Via Alta Riviera-Calanca Teil 2: Brogoldone - Alp de Stabi - Sass de la Scritüra - Valbella


Publiziert von lucama , 29. August 2014 um 21:55. Text und Fotos von den Tourengängern

Region: Welt » Schweiz » Graubünden » Misox
Tour Datum:22 August 2014
Wandern Schwierigkeit: T5 - anspruchsvolles Alpinwandern
Wegpunkte:
Geo-Tags: Gruppo Pizzo di Claro   CH-TI   Gruppo Cima Rossa   CH-GR   Gruppo Torrone Alto   Gruppo Arbeola-Molera   Gruppo Zapporthorn 
Zeitbedarf: 4 Tage
Aufstieg: 2957 m
Abstieg: 3579 m
Strecke:S. Beschreibung der Tour
Zufahrt zum Ausgangspunkt:LSB Monti Savorú
Zufahrt zum Ankunftspunkt:Postauto Rossa
Kartennummer:1254, 1274, 1294

Für die Fortsetzung der Via Alta (Via Alta Riviera-Calanca Teil 1: Monti di Biasca bis Brogoldone) wechseln wir von der Riviera-Seite ins Calancatal: über den Schluchten des Talgrunds liegen weite, liebliche Alpen unter den Felsgipfeln, die sich vom Zapporthorn über Torrent Alto, P di Campedell, Mottone und Torrone Rosso zum Pizzo di Claro erstrecken. Von diesen ziehen in regelmässigen Abständen Felsriegel ins Tal und geben dem gemütlichen Wandern Würze, wenn es darum geht, einen Durchschlupf in der Höhe zu finden. Die Wege sind hier oft weniger ersichtlich als auf der Tessiner Seite, und die Markierungen folgen eigenen Regeln; ist der Weg offensichtlich, sind sie häufig und unübersehbar, wird es unübersichtlich (v. a. in üppiger Vegetation oder im Wald), hält man sich oft besser an die reichlich vorhandenen Ameisenhaufen (ziehen Ameisen auch Wegspuren vor...?) - oder eben an Karte und Höhenmesser. Wegweiser sucht man übrigens in der Höhe meist vergeblich, selbst auf gut markierten Abschnitten. Im obersten Talabschnitt ist der Höhenweg über weite Strecken recht konsequent verblasst rot-weiss markiert, wohl aus Zeiten, als eine Fortsetzung des Sentiero Alpino Calanca nach Norden geplant war. Diese Vorbemerkungen sind als Hinweis für die Vorbereitung gedacht und sollen die Freude an einer noch über weite Strecken wilden und einsamen Gegend steigern. Die seltenen Unterkünfte tragen das ihre dazu bei. Vor meinem Eintrag dieser Tour war das oberste Calancatal bezüglich Hikr-Wegpunkte terra incognita und ich zögerte zuerst, dies zu ändern...
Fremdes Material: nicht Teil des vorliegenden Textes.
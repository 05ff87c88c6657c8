use chrono::{Duration, NaiveDate, Utc};
use chrono_tz::Tz;
use std::path::{Path, PathBuf};

/// Half-open `[today - lookback_days, today)` range.
pub fn date_range(lookback_days: u32, today: NaiveDate) -> (NaiveDate, NaiveDate) {
    (today - Duration::days(i64::from(lookback_days)), today)
}

/// Calendar date "now" in the market's time zone
pub fn market_today(tz: Tz) -> NaiveDate {
    Utc::now().with_timezone(&tz).date_naive()
}

/// `{SYMBOL}_{YYYY-MM-DD}.parquet`
pub fn interchange_file_name(symbol: &str, fetch_date: NaiveDate) -> String {
    format!("{}_{}.parquet", symbol, fetch_date.format("%Y-%m-%d"))
}

/// Non-recursive listing of `*.parquet` files in `dir`, sorted by path.
///
/// A directory that does not exist yet yields an empty list.
pub fn list_interchange_files(dir: &Path) -> std::io::Result<Vec<PathBuf>> {
    if !dir.exists() {
        return Ok(Vec::new());
    }

    let mut files = Vec::new();
    for entry in std::fs::read_dir(dir)? {
        let path = entry?.path();
        if path.is_file()
            && path
                .extension()
                .and_then(|extension| extension.to_str())
                .is_some_and(|extension| extension.eq_ignore_ascii_case("parquet"))
        {
            files.push(path);
        }
    }
    files.sort();
    Ok(files)
}

pub fn path_to_sql(path: &Path) -> String {
    path.to_string_lossy().replace('\\', "/")
}

pub fn escape_sql_string(value: &str) -> String {
    value.replace('\'', "''")
}

/// Quotes a possibly schema-qualified identifier, e.g. `main_marts.daily_returns`.
pub fn quote_identifier(name: &str) -> String {
    name.split('.')
        .map(|part| format!("\"{}\"", part.replace('"', "\"\"")))
        .collect::<Vec<_>>()
        .join(".")
}

// Parquet interchange files
pub mod parquet_utils {
    use crate::errors::{PipelineError, Result};
    use crate::models::price::{PriceBar, PRICE_BAR_FIELDS};
    use arrow::array::{ArrayRef, StringBuilder};
    use arrow_schema::{DataType, Field, Schema, SchemaRef, TimeUnit};
    use arrow::record_batch::RecordBatch;
    use arrow_array::{Array, Date32Array, Float64Array, Int64Array, StringArray, TimestampMicrosecondArray};
    use chrono::{DateTime, NaiveDate};
    use log::info;
    use parquet::arrow::arrow_reader::ParquetRecordBatchReaderBuilder;
    use parquet::arrow::ArrowWriter;
    use parquet::basic::Compression;
    use parquet::file::properties::WriterProperties;
    use std::fs::File;
    use std::path::Path;
    use std::sync::Arc;

    fn epoch() -> NaiveDate {
        NaiveDate::from_ymd_opt(1970, 1, 1).unwrap_or_default()
    }

    pub fn price_bar_schema() -> SchemaRef {
        let types = [
            DataType::Utf8,
            DataType::Date32,
            DataType::Float64,
            DataType::Float64,
            DataType::Float64,
            DataType::Float64,
            DataType::Int64,
            DataType::Timestamp(TimeUnit::Microsecond, None),
        ];
        let fields: Vec<Field> = PRICE_BAR_FIELDS
            .iter()
            .zip(types)
            .map(|(name, data_type)| Field::new(*name, data_type, false))
            .collect();
        Arc::new(Schema::new(fields))
    }

    pub fn price_bars_to_record_batch(bars: &[PriceBar]) -> Result<RecordBatch> {
        let mut symbol_builder = StringBuilder::new();
        for bar in bars {
            symbol_builder.append_value(&bar.symbol);
        }

        let trade_dates: Vec<i32> = bars
            .iter()
            .map(|b| (b.trade_date - epoch()).num_days() as i32)
            .collect();
        let ingested_at: Vec<i64> = bars
            .iter()
            .map(|b| b.ingested_at.and_utc().timestamp_micros())
            .collect();

        let columns: Vec<ArrayRef> = vec![
            Arc::new(symbol_builder.finish()),
            Arc::new(Date32Array::from(trade_dates)),
            Arc::new(Float64Array::from_iter_values(bars.iter().map(|b| b.open))),
            Arc::new(Float64Array::from_iter_values(bars.iter().map(|b| b.high))),
            Arc::new(Float64Array::from_iter_values(bars.iter().map(|b| b.low))),
            Arc::new(Float64Array::from_iter_values(bars.iter().map(|b| b.close))),
            Arc::new(Int64Array::from_iter_values(bars.iter().map(|b| b.volume))),
            Arc::new(TimestampMicrosecondArray::from(ingested_at)),
        ];

        Ok(RecordBatch::try_new(price_bar_schema(), columns)?)
    }

    /// Writes bars to a new Parquet file, replacing any file at `path`.
    pub fn write_price_bars(bars: &[PriceBar], path: &Path) -> Result<()> {
        let batch = price_bars_to_record_batch(bars)?;
        let file = File::create(path)?;
        let props = WriterProperties::builder()
            .set_compression(Compression::SNAPPY)
            .build();

        let mut writer = ArrowWriter::try_new(file, batch.schema(), Some(props))?;
        writer.write(&batch)?;
        writer.close()?;

        info!(target: "fetcher", "Saved {} rows -> {}", bars.len(), path.display());
        Ok(())
    }

    pub fn read_price_bars(path: &Path) -> Result<Vec<PriceBar>> {
        let file = File::open(path)?;
        let reader = ParquetRecordBatchReaderBuilder::try_new(file)?.build()?;

        let mut result = Vec::new();
        for batch in reader {
            let batch = batch?;
            let column = |name: &str| {
                batch
                    .column_by_name(name)
                    .ok_or_else(|| PipelineError::DataError(format!("{}: missing column {}", path.display(), name)))
            };
            let downcast_error = |name: &str| PipelineError::DataError(format!("{}: unexpected type for {}", path.display(), name));

            let symbols = column("symbol")?.as_any().downcast_ref::<StringArray>().ok_or_else(|| downcast_error("symbol"))?;
            let dates = column("trade_date")?.as_any().downcast_ref::<Date32Array>().ok_or_else(|| downcast_error("trade_date"))?;
            let open = column("open")?.as_any().downcast_ref::<Float64Array>().ok_or_else(|| downcast_error("open"))?;
            let high = column("high")?.as_any().downcast_ref::<Float64Array>().ok_or_else(|| downcast_error("high"))?;
            let low = column("low")?.as_any().downcast_ref::<Float64Array>().ok_or_else(|| downcast_error("low"))?;
            let close = column("close")?.as_any().downcast_ref::<Float64Array>().ok_or_else(|| downcast_error("close"))?;
            let volume = column("volume")?.as_any().downcast_ref::<Int64Array>().ok_or_else(|| downcast_error("volume"))?;
            let ingested = column("ingested_at")?
                .as_any()
                .downcast_ref::<TimestampMicrosecondArray>()
                .ok_or_else(|| downcast_error("ingested_at"))?;

            for i in 0..batch.num_rows() {
                if symbols.is_null(i) || dates.is_null(i) {
                    continue;
                }
                let ingested_at = DateTime::from_timestamp_micros(ingested.value(i))
                    .map(|dt| dt.naive_utc())
                    .ok_or_else(|| PipelineError::DataError(format!("{}: bad ingested_at", path.display())))?;

                result.push(PriceBar {
                    symbol: symbols.value(i).to_string(),
                    trade_date: epoch() + chrono::Duration::days(i64::from(dates.value(i))),
                    open: open.value(i),
                    high: high.value(i),
                    low: low.value(i),
                    close: close.value(i),
                    volume: volume.value(i),
                    ingested_at,
                });
            }
        }

        Ok(result)
    }
}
Am Freitag, 22.8.14 steigen wir nach dem reinigenden nächtlichen Gewitter von der Cap Brogoldone hinauf zum Pass P 2191 durch Nebelfetzen und wechseln hinüber in den Pian del Baitel, unter uns die von feinen Nebeln umschwebte Alp de Mem. Über P 2270 m , dann hinunter zur Alp di Rossiglion. Der Kamin der Alphütte liegt abgebrochen auf dem Dach als Folge des Schneedrucks vom letzten Winter - offenbar besteht kein dringendes Bedürfnis zur Reparatur... Über Pordont auf zugewachsenen Wegspuren nach Baraccon, einer zerfallenen Hütte in einer kleinen Mulde hoch über dem Talgrund. Hier queren wir ein bisschen zu hoch, erreichen aber bald den guten Weg zu den Lawinenverbauungen im Motton, durch die wir steil hochsteigen. Eine Dreierequipe, die an den Verbauungen Unterhaltsarbeiten durchführte, kommt uns entgegen - sie gehen ins verdiente Wochenende talwärts. Bei der (geschlossenen) Unterkunft auf 2215 m führt der Pfad nach N in eine steile Schuttrinne bis etwa 2120 m hinunter, dann links hinaus horizontal einige Meter über etwas heikle Platten auf den leicht ansteigenden Weg nach Mot di Piöv. Auch wo die Karte keinen Weg aufweist, ist ein solcher durchaus vorhanden, z. T. sogar fast mit Alpstrassencharakter... Die Alp Piöv di Fuori wird bewirtschaftet und wir erstehen uns ein bisschen Kuh-Geiss-Käse für den Abend. Ein kleiner Aufstieg auf gutem Pfad führt nach Piöv die Dent mit seiner Alphütten-Ruine. Hier bereiten wir das Zeltlager für die Nacht und studieren den morgigen Weiterweg in die Pianon de Piöv. Die Nacht bringt wieder ein bisschen Regen.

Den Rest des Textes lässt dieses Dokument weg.